### Exercise details
Which lines below fall between the one containing "filename src/load_balancer/hashed.rs" and the one containing "unless configured otherwise."? Repeat them exactly, counting both of those lines, and add nothing else.

### Given records
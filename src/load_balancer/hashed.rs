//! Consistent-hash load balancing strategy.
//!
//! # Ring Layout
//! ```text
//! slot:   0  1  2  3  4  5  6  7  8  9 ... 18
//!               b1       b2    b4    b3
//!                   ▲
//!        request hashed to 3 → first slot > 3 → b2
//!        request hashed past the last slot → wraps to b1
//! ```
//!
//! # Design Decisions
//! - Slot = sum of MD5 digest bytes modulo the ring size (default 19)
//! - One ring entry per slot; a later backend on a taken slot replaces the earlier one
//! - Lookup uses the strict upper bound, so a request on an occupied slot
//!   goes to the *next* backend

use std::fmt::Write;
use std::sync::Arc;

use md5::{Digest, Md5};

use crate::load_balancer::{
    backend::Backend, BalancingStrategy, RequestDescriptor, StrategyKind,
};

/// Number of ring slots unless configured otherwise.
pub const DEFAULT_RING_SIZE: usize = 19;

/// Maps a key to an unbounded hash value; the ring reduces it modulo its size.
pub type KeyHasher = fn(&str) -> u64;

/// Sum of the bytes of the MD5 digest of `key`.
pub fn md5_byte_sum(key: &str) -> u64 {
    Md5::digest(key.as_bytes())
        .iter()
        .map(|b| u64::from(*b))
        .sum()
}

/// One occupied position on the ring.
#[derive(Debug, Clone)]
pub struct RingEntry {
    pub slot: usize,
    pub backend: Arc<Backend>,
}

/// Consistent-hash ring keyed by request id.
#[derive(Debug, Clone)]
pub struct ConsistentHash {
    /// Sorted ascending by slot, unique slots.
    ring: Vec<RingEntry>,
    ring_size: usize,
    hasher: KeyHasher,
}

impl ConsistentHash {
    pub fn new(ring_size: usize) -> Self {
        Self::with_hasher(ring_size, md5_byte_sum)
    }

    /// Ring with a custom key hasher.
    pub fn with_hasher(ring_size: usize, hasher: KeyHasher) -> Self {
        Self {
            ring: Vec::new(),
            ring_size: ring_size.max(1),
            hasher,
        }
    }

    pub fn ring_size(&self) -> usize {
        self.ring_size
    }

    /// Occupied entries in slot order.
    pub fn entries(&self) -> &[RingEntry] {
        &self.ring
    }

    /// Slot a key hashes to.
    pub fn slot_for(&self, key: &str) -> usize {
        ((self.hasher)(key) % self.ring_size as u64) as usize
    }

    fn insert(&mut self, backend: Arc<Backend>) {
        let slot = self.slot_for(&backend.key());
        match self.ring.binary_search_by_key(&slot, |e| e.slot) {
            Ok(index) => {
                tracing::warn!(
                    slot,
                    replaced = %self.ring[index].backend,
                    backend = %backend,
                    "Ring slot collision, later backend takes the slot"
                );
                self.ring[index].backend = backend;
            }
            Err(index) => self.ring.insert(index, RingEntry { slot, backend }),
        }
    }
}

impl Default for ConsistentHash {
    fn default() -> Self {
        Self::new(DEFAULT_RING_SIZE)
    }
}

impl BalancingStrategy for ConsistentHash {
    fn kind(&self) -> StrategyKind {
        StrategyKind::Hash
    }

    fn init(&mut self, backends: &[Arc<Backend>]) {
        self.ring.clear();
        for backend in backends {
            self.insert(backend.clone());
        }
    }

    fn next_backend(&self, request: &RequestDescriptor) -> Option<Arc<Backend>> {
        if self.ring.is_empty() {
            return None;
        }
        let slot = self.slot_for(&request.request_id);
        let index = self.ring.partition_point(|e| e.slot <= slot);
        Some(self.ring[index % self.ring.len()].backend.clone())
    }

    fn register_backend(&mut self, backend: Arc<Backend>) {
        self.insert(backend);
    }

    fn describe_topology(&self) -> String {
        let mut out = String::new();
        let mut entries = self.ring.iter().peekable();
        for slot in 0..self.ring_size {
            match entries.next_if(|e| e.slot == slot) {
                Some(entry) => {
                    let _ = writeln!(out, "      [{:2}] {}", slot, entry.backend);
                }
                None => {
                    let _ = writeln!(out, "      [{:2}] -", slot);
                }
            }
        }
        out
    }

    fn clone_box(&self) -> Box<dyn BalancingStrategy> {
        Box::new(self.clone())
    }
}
---
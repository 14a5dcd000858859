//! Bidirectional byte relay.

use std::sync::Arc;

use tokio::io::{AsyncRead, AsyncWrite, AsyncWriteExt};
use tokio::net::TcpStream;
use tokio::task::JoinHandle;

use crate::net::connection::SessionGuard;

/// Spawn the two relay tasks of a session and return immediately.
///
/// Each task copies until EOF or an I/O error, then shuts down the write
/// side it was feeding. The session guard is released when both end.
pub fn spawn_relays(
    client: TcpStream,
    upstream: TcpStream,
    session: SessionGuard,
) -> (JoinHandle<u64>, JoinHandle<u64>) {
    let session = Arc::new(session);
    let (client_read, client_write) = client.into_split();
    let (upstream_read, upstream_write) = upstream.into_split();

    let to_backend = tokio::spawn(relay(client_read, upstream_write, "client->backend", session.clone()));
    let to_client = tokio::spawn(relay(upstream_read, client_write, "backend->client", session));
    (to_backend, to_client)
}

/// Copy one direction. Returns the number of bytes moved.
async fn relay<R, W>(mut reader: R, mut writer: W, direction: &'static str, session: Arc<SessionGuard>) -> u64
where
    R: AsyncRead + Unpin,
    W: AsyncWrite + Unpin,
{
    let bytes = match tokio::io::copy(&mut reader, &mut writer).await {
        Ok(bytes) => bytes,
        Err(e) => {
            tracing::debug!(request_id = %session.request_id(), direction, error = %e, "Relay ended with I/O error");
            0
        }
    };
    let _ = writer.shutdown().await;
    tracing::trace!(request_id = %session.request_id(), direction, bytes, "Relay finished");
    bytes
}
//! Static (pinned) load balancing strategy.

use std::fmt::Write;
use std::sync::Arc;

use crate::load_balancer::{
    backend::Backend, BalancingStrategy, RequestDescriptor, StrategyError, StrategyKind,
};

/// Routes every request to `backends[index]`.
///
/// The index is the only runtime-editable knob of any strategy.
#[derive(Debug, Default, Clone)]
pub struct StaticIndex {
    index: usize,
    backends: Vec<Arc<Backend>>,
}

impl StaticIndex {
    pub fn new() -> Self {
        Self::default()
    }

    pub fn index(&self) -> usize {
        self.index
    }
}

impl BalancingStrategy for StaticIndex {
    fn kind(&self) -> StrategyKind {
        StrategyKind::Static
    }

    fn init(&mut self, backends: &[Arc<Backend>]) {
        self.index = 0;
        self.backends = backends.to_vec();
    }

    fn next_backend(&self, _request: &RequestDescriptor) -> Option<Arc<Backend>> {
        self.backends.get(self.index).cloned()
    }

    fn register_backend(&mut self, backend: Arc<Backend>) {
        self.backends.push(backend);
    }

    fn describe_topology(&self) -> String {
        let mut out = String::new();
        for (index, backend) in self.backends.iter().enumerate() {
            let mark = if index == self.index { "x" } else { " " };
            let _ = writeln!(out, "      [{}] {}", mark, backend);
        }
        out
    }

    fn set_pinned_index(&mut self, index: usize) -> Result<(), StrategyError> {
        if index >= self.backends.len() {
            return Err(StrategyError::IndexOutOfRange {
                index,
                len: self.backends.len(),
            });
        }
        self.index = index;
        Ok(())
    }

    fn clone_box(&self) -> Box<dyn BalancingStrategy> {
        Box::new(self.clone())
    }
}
...
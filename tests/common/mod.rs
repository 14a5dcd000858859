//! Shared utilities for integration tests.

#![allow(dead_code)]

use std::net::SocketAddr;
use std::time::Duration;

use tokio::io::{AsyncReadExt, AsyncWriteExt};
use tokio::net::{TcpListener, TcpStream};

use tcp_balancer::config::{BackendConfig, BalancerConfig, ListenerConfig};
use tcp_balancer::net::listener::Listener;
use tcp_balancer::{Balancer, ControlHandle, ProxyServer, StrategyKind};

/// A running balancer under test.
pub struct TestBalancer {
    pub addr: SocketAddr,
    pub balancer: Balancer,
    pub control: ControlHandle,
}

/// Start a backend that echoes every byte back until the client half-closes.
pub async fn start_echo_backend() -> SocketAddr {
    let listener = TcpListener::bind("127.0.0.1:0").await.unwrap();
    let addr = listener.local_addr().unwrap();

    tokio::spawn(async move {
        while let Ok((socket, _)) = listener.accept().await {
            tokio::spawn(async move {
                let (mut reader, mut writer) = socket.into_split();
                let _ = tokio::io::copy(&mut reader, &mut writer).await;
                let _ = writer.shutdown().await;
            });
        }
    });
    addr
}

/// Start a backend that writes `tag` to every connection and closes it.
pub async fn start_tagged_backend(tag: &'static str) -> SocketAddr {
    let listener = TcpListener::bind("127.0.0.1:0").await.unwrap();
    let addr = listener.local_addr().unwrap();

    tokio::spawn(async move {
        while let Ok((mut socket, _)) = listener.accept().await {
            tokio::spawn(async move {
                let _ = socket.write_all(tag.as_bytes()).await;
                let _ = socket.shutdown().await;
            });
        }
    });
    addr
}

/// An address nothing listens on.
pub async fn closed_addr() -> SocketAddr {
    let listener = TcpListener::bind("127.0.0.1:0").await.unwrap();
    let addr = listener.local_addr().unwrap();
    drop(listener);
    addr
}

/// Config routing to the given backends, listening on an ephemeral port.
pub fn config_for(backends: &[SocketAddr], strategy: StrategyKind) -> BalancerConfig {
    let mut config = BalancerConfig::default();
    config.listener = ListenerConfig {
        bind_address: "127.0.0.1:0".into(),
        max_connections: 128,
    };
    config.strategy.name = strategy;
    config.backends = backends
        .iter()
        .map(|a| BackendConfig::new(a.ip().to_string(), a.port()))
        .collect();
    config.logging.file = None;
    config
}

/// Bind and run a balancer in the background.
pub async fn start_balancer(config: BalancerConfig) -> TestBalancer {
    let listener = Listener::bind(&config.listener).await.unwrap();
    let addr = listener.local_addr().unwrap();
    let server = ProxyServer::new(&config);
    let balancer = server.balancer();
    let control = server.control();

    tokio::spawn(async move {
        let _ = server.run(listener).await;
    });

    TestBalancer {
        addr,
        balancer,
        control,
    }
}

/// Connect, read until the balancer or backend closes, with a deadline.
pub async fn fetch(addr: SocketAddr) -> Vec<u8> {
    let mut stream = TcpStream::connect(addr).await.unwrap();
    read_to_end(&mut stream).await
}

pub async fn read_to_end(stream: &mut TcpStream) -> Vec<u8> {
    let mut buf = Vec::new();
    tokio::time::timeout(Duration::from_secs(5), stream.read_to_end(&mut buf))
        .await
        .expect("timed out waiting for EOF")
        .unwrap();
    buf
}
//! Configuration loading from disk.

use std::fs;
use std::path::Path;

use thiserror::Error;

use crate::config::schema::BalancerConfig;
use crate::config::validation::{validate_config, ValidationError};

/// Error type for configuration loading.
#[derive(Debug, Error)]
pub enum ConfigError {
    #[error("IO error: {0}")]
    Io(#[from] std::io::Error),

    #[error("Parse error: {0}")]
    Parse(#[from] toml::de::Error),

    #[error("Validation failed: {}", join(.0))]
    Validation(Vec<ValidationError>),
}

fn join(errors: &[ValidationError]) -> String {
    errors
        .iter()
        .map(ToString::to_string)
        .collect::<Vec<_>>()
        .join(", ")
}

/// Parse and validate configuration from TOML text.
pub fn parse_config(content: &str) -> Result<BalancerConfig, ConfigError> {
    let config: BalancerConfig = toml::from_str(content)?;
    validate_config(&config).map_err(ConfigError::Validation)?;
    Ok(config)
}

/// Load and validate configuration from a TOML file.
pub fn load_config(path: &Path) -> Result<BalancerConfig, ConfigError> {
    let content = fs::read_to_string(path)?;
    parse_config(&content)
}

### Answer to the exercise
filename src/load_balancer/hashed.rs
//! Consistent-hash load balancing strategy.
//!
//! # Ring Layout
//! ```text
//! slot:   0  1  2  3  4  5  6  7  8  9 ... 18
//!               b1       b2    b4    b3
//!                   ▲
//!        request hashed to 3 → first slot > 3 → b2
//!        request hashed past the last slot → wraps to b1
//! ```
//!
//! # Design Decisions
//! - Slot = sum of MD5 digest bytes modulo the ring size (default 19)
//! - One ring entry per slot; a later backend on a taken slot replaces the earlier one
//! - Lookup uses the strict upper bound, so a request on an occupied slot
//!   goes to the *next* backend

use std::fmt::Write;
use std::sync::Arc;

use md5::{Digest, Md5};

use crate::load_balancer::{
    backend::Backend, BalancingStrategy, RequestDescriptor, StrategyKind,
};

/// Number of ring slots unless configured otherwise.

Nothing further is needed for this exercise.